If possible, can you please draw it on the map?
How exactly US can forward-deploy assets(and which assets) to maintain 24/7 patrols over open swaths of western Pacific?
I don't have the talent to annotate maps very well.
In terms of the geography of the outermost and middle layers, depicted as the red line, the bulk of US air and naval assets deployed would operate at about that region.
Naval forces at that location would consist of 2-3 CSGs and 3-4 SAGs, which will exert organic sea based CAP and AEW&C as well as surface combatant oriented air surveillance consisting primarily of high end SPY-6 equipped ships.
Ground based air forces would be operating from first island chain air bases in Japan and the Philippines, where land based CAP and AEW&C would operate. Those air bases, as well as other smaller islands in the first island chain would be home to mobile deployable ground based IADS sensors and SAM batteries.
In terms of the final layer, I envision a naval picket at about the orange line consisting of 1-2 CSGs and 2-3 SAGs acting as a reserve/relief force as well as a final mobile air-naval defensive force for Guam. Guam itself of course would be defended by its own extensive IADS on the island.

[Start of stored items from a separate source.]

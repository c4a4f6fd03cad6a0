//! SQLite key-value store for client-local state.
//!
//! Captured photos are mirrored here as data URLs under
//! `camera_photo_<epoch_ms>`, independent of whether their upload succeeds.

use std::path::Path;
use std::sync::{Mutex, MutexGuard, PoisonError};

use rusqlite::{params, Connection};
use serde::{Deserialize, Serialize};

use super::data_dir;
use crate::capture::FrameCache;
use crate::error::{CoreError, DatabaseError};

/// Key prefix for photos mirrored by capture sessions.
pub const PHOTO_PREFIX: &str = "camera_photo_";

/// A cached capture as listed from the kv store.
#[derive(Debug, Clone, PartialEq, Eq, Serialize, Deserialize)]
pub struct CachedPhoto {
    pub key: String,
    pub captured_at_ms: Option<u64>,
    /// Length of the stored data URL.
    pub data_url_len: usize,
}

/// SQLite database for client-local state.
pub struct Database {
    conn: Mutex<Connection>,
}

impl Database {
    fn conn(&self) -> MutexGuard<'_, Connection> {
        self.conn.lock().unwrap_or_else(PoisonError::into_inner)
    }

    /// Open the database at `~/.config/holdfast/holdfast.db`.
    ///
    /// Creates the database file and schema if they don't exist.
    pub fn open() -> Result<Self, CoreError> {
        let path = data_dir()?.join("holdfast.db");
        Ok(Self::open_at(&path)?)
    }

    pub fn open_at(path: &Path) -> Result<Self, DatabaseError> {
        let conn = Connection::open(path).map_err(|source| DatabaseError::OpenFailed {
            path: path.to_path_buf(),
            source,
        })?;
        let db = Self {
            conn: Mutex::new(conn),
        };
        db.migrate()?;
        Ok(db)
    }

    /// Open an in-memory database (for tests).
    pub fn open_memory() -> Result<Self, DatabaseError> {
        let conn = Connection::open_in_memory()?;
        let db = Self {
            conn: Mutex::new(conn),
        };
        db.migrate()?;
        Ok(db)
    }

    fn migrate(&self) -> Result<(), DatabaseError> {
        self.conn().execute_batch(
            "CREATE TABLE IF NOT EXISTS kv (
                key   TEXT PRIMARY KEY,
                value TEXT NOT NULL
            );",
        )?;
        Ok(())
    }

    /// Get a value from the kv store.
    pub fn kv_get(&self, key: &str) -> Result<Option<String>, DatabaseError> {
        let conn = self.conn();
        let mut stmt = conn.prepare("SELECT value FROM kv WHERE key = ?1")?;
        let result = stmt.query_row(params![key], |row| row.get::<_, String>(0));
        match result {
            Ok(v) => Ok(Some(v)),
            Err(rusqlite::Error::QueryReturnedNoRows) => Ok(None),
            Err(e) => Err(e.into()),
        }
    }

    /// Set a value in the kv store.
    pub fn kv_set(&self, key: &str, value: &str) -> Result<(), DatabaseError> {
        self.conn().execute(
            "INSERT OR REPLACE INTO kv (key, value) VALUES (?1, ?2)",
            params![key, value],
        )?;
        Ok(())
    }

    pub fn kv_delete(&self, key: &str) -> Result<bool, DatabaseError> {
        let n = self
            .conn()
            .execute("DELETE FROM kv WHERE key = ?1", params![key])?;
        Ok(n > 0)
    }

    /// Keys starting with `prefix`, in key order.
    pub fn keys_with_prefix(&self, prefix: &str) -> Result<Vec<String>, DatabaseError> {
        let conn = self.conn();
        let mut stmt = conn.prepare("SELECT key FROM kv WHERE substr(key, 1, ?2) = ?1 ORDER BY key")?;
        let rows = stmt.query_map(params![prefix, prefix.chars().count() as i64], |row| {
            row.get::<_, String>(0)
        })?;
        let keys = rows.collect::<Result<Vec<_>, _>>()?;
        Ok(keys)
    }

    /// Cached captures, oldest first.
    pub fn photos(&self) -> Result<Vec<CachedPhoto>, DatabaseError> {
        let conn = self.conn();
        let mut stmt = conn.prepare(
            "SELECT key, length(value) FROM kv WHERE substr(key, 1, ?2) = ?1",
        )?;
        let rows = stmt.query_map(
            params![PHOTO_PREFIX, PHOTO_PREFIX.len() as i64],
            |row| Ok((row.get::<_, String>(0)?, row.get::<_, i64>(1)?)),
        )?;

        let mut photos = Vec::new();
        for row in rows {
            let (key, len) = row?;
            photos.push(CachedPhoto {
                captured_at_ms: key.strip_prefix(PHOTO_PREFIX).and_then(|s| s.parse().ok()),
                data_url_len: usize::try_from(len).unwrap_or_default(),
                key,
            });
        }
        photos.sort_by_key(|p| (p.captured_at_ms, p.key.clone()));
        Ok(photos)
    }
}

impl FrameCache for Database {
    fn put(&self, key: &str, data_url: &str) -> Result<(), CoreError> {
        Ok(self.kv_set(key, data_url)?)
    }
}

Assuming that H-20s can carry an air launched weapon with a range of 1500km range, then they would have to approximately approach the blue circle to deploy its payload -- and to fly back to China.
I think that against the sort of frontloaded force that the US will deploy in the first island chain, and the distances involved, that a sufficient force of H-20s would be able to successfully ingress past US air-naval-ground forces and deploy a sufficient number of weapons, and successfully fly back to China, without first fighting a very very substantial air-naval-missile campaign in the first island chain to begin with to blow significant holes in the US lines of defense.
The original suggestion was that 30 H-20 sorties per 12 or 24 hours could cripple Guam at the outset of a conflict. I am saying that I don't think that's likely, given the extent of forward deployed US forces that will exist between the Chinese mainland (around the first island chain) and Guam.
I think the PLA would have to blow significant holes in US defensive lines first before they are able to carry out a successful H-20 raid of sufficient scale against Guam.
... and this all arose from my original belief that going forwards the assets most likely to be able to successfully conduct a strike against Guam at the outset of conflict would be SSN/Gs with a large SLCM and sub launched HGV complement, that has a pre-existing long term peacetime presence in the pacific around Guam (especially on its southern and eastern sides), operating in conjunction with other long range land based strike methods that the PLA possesses (IRBMs and HGVs, and possibly H-20s).